Work to complete:
Return all lines in the material below that contain "ping".

Data records:

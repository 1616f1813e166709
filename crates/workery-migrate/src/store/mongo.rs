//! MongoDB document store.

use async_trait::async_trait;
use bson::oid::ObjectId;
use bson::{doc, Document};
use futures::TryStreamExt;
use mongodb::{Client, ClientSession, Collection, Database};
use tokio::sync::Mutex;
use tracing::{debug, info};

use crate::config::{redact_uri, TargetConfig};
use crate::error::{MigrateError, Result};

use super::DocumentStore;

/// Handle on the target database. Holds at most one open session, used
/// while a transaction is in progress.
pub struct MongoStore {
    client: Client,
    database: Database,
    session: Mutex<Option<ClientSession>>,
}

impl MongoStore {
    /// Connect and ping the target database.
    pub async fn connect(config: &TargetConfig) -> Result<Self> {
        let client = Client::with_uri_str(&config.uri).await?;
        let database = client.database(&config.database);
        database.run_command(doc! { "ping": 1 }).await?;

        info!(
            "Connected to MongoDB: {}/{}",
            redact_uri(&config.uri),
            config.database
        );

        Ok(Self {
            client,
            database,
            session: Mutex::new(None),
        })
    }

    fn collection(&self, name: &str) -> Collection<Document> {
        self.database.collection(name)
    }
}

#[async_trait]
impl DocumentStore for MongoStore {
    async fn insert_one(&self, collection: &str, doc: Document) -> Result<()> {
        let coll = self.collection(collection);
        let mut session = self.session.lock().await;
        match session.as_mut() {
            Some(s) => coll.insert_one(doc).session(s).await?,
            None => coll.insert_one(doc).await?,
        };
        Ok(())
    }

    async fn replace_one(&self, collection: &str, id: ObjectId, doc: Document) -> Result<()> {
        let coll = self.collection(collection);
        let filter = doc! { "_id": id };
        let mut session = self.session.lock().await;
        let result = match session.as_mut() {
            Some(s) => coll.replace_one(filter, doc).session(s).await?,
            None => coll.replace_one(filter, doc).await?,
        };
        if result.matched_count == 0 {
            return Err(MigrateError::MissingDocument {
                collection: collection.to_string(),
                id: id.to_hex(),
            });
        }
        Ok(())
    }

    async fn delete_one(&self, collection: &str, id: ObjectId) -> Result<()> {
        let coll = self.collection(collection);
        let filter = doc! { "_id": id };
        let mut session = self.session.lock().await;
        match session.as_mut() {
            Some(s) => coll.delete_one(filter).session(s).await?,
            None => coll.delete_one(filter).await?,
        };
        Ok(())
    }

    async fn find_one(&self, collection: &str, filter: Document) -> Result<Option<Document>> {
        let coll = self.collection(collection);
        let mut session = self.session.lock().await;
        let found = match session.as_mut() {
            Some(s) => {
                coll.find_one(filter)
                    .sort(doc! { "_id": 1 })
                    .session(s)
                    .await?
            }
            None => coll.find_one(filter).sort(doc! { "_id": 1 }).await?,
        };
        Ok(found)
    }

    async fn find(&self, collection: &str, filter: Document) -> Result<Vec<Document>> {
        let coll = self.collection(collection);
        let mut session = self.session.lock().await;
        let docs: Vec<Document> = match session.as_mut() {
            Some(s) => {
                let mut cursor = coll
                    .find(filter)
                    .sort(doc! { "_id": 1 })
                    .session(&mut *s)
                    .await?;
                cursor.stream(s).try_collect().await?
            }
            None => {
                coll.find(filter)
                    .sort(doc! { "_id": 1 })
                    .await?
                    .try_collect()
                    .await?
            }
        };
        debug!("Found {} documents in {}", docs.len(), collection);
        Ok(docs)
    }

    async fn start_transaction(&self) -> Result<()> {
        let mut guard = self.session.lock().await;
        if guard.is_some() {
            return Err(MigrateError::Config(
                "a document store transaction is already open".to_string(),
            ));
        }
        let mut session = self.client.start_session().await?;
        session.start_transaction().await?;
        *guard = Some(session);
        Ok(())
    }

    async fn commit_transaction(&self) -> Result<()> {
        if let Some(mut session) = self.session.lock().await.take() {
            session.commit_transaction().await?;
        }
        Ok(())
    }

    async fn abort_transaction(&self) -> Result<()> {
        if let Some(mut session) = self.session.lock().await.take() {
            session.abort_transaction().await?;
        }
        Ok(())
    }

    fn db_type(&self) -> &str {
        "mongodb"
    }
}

==

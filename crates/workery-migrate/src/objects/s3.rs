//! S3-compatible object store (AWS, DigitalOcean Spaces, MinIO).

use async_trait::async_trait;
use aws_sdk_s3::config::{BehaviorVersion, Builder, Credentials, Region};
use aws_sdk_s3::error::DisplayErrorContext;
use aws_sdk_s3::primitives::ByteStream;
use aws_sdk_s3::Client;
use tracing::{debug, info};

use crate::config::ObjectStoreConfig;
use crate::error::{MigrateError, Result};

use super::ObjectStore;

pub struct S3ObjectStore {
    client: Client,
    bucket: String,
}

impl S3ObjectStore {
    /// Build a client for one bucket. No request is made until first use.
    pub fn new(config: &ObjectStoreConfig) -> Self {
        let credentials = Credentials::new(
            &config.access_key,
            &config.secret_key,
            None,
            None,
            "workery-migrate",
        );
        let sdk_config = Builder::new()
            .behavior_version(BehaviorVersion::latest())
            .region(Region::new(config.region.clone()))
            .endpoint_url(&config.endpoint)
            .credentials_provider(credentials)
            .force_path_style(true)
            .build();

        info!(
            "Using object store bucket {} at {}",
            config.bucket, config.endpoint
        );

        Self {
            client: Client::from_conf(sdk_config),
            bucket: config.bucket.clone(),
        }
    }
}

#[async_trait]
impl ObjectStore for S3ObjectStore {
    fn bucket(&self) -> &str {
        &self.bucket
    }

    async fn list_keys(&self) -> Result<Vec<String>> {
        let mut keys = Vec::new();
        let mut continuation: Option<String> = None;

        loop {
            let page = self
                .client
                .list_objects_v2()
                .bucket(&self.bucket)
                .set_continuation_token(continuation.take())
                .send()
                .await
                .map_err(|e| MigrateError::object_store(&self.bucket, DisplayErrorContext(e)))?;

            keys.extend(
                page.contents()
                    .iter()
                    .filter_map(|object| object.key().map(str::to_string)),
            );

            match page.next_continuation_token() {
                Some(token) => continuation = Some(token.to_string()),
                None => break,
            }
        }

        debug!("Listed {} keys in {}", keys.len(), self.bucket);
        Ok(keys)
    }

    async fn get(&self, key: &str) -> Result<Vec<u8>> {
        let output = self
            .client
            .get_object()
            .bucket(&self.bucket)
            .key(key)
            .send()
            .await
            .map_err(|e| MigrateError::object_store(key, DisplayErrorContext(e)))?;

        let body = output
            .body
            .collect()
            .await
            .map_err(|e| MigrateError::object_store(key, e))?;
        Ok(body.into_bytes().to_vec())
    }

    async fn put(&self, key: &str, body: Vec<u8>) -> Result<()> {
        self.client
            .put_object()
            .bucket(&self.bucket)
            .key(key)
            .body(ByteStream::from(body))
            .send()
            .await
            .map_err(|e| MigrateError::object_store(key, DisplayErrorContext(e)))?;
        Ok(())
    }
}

Expected answer:
    /// Connect and ping the target database.
        database.run_command(doc! { "ping": 1 }).await?;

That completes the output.